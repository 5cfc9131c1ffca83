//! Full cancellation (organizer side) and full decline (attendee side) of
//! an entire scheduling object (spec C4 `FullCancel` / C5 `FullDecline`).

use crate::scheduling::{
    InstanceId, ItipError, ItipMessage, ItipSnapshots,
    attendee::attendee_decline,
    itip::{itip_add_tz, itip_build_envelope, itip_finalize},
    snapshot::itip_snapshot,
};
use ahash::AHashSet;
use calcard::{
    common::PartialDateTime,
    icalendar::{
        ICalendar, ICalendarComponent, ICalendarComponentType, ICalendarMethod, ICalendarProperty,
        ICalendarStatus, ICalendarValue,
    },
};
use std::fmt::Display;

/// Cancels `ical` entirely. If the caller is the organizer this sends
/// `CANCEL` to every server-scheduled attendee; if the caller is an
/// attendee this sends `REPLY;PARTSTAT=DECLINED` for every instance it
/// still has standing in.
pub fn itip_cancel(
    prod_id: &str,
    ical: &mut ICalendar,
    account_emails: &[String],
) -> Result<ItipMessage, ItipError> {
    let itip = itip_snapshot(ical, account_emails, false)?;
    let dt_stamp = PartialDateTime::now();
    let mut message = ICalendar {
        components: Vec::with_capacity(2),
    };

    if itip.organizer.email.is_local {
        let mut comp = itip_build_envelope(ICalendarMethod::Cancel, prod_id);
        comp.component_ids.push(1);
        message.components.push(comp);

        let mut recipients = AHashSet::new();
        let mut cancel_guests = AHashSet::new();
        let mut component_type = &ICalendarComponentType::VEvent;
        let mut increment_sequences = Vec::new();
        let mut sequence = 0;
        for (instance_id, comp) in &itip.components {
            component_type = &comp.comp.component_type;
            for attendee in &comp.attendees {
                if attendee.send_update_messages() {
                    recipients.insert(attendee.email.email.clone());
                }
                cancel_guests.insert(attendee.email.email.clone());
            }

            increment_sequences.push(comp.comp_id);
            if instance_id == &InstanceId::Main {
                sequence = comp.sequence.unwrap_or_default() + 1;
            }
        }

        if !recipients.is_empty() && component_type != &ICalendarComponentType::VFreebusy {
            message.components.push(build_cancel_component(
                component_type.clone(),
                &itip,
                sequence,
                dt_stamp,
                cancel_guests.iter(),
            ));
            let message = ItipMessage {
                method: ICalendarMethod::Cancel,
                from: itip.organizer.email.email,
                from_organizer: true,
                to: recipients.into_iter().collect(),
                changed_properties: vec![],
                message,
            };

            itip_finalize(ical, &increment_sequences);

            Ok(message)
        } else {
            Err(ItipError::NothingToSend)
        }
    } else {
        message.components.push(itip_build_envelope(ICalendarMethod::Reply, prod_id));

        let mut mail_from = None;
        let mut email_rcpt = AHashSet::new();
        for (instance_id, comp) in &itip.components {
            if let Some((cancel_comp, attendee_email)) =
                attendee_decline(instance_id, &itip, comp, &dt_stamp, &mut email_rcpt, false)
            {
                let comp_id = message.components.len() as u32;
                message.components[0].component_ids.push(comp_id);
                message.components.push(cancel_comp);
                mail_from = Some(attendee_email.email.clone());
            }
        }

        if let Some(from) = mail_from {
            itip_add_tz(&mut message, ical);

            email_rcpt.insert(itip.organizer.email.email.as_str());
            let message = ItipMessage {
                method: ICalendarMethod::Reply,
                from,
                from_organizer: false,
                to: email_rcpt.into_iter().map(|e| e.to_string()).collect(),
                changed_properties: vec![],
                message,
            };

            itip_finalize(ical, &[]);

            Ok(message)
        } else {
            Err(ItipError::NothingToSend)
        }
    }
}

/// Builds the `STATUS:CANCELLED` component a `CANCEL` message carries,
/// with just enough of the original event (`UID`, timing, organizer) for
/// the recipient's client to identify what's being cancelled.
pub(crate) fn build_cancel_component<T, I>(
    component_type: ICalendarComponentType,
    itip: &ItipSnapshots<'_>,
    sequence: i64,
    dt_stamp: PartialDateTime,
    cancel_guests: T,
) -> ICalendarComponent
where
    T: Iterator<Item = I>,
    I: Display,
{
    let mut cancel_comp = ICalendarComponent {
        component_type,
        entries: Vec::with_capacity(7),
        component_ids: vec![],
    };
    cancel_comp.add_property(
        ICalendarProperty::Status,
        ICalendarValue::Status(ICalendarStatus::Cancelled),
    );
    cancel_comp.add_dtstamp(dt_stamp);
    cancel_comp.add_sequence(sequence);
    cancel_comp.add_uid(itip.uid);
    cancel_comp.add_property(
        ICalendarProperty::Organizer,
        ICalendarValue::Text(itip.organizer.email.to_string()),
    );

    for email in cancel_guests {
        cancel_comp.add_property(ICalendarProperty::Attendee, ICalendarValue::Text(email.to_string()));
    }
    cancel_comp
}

-*-

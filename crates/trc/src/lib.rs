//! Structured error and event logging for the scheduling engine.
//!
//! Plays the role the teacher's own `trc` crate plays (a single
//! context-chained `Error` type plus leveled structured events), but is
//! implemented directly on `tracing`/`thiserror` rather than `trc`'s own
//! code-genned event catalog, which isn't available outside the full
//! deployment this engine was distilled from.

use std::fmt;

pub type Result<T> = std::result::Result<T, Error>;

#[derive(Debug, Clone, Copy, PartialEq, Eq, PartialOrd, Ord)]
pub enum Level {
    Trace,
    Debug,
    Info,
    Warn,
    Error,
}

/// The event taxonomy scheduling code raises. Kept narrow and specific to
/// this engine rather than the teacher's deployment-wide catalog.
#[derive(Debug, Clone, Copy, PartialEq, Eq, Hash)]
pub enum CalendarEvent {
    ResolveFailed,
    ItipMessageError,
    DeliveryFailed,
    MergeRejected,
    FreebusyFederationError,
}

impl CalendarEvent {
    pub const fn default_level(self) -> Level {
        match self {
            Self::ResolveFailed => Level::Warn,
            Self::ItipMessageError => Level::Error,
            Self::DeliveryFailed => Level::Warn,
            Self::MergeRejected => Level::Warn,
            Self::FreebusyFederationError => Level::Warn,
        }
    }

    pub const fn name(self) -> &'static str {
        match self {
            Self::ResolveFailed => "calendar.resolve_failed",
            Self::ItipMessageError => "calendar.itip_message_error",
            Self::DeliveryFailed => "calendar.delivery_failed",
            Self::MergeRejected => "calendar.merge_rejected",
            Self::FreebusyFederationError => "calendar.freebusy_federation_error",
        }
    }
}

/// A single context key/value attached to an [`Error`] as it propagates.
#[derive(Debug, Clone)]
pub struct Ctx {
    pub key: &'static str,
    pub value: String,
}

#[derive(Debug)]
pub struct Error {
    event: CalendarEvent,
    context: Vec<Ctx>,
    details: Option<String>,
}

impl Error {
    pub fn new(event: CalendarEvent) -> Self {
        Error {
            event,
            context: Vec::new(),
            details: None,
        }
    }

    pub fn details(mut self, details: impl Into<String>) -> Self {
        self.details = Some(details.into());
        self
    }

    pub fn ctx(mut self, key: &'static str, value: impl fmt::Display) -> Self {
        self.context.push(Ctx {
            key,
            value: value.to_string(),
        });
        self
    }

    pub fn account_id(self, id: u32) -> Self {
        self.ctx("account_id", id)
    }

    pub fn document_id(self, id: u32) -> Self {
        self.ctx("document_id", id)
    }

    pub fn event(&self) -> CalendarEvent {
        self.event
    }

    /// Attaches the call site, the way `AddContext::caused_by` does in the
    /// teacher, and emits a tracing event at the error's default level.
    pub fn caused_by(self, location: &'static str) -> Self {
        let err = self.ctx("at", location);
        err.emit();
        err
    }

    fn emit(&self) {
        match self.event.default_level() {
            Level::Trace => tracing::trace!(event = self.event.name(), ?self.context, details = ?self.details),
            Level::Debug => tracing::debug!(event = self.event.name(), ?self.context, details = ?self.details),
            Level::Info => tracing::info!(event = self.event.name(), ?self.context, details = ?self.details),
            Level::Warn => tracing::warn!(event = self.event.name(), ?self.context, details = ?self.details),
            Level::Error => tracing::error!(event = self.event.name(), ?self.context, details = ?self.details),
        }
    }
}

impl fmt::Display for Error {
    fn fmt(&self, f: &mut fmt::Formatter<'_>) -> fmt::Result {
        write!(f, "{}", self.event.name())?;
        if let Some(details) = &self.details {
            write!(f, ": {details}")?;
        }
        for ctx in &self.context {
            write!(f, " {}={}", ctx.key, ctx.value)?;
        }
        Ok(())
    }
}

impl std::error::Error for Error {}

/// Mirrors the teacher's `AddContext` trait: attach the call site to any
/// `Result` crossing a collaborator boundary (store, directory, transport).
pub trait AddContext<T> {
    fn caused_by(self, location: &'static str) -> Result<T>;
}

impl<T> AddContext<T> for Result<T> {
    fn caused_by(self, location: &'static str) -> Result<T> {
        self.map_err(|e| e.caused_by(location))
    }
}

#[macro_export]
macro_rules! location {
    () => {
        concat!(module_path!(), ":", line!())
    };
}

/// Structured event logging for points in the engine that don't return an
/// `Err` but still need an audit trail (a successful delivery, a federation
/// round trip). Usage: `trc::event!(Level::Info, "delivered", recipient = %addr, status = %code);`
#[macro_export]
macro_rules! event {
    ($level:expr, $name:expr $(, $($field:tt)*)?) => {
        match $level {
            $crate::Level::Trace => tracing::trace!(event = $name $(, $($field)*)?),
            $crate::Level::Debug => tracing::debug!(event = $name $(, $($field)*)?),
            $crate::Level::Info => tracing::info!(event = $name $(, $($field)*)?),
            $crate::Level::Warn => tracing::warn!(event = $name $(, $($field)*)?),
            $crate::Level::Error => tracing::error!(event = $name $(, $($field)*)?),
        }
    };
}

-*-

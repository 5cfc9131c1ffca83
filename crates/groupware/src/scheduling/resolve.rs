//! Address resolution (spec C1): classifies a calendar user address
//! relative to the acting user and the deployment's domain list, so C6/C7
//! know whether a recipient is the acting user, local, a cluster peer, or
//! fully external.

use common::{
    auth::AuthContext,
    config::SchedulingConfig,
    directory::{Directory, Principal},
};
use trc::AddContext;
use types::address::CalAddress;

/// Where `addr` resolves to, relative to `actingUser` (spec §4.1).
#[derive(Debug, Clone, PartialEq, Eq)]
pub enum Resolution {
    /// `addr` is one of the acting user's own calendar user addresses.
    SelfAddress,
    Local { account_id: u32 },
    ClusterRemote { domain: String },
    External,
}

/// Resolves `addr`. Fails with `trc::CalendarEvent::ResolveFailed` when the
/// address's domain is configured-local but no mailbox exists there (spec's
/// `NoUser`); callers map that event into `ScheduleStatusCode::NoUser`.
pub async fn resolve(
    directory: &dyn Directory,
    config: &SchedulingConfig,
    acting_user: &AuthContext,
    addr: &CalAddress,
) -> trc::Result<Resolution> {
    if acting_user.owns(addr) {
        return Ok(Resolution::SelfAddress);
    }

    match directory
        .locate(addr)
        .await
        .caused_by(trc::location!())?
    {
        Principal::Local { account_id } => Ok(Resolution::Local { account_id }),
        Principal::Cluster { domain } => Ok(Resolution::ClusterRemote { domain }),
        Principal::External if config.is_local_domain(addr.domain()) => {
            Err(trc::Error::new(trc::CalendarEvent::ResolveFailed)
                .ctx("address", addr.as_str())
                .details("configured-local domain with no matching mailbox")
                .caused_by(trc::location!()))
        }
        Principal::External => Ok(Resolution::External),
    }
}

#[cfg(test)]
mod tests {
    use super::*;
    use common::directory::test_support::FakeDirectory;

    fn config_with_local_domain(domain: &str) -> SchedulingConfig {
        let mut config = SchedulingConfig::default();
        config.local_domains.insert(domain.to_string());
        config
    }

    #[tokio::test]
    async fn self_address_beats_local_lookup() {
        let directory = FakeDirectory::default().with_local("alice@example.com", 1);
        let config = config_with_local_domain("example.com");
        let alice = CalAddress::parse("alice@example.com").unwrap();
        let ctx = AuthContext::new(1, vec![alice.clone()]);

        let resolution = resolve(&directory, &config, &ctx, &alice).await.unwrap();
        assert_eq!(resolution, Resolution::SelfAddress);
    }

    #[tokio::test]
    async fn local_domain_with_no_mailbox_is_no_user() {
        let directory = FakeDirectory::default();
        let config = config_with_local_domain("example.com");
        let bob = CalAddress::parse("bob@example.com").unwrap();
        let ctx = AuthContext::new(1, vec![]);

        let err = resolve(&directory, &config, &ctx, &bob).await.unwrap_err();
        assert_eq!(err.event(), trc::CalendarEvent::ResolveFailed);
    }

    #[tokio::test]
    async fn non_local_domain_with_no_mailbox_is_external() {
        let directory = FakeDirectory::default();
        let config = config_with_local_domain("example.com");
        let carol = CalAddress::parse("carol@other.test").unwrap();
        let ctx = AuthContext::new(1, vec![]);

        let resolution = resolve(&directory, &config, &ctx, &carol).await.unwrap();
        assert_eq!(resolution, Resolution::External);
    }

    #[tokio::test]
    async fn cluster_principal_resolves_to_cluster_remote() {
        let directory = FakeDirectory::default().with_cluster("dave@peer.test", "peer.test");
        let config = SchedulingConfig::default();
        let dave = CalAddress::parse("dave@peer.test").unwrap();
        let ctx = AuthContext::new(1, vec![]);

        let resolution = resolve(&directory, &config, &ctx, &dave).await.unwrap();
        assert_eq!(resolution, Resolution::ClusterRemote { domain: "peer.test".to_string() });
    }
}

-*-

Task goal:
From the material above, copy out every line bearing the string "insert".

Output for this task:
                    recipients.insert(attendee.email.email.clone());
                cancel_guests.insert(attendee.email.email.clone());
            email_rcpt.insert(itip.organizer.email.email.as_str());
        config.local_domains.insert(domain.to_string());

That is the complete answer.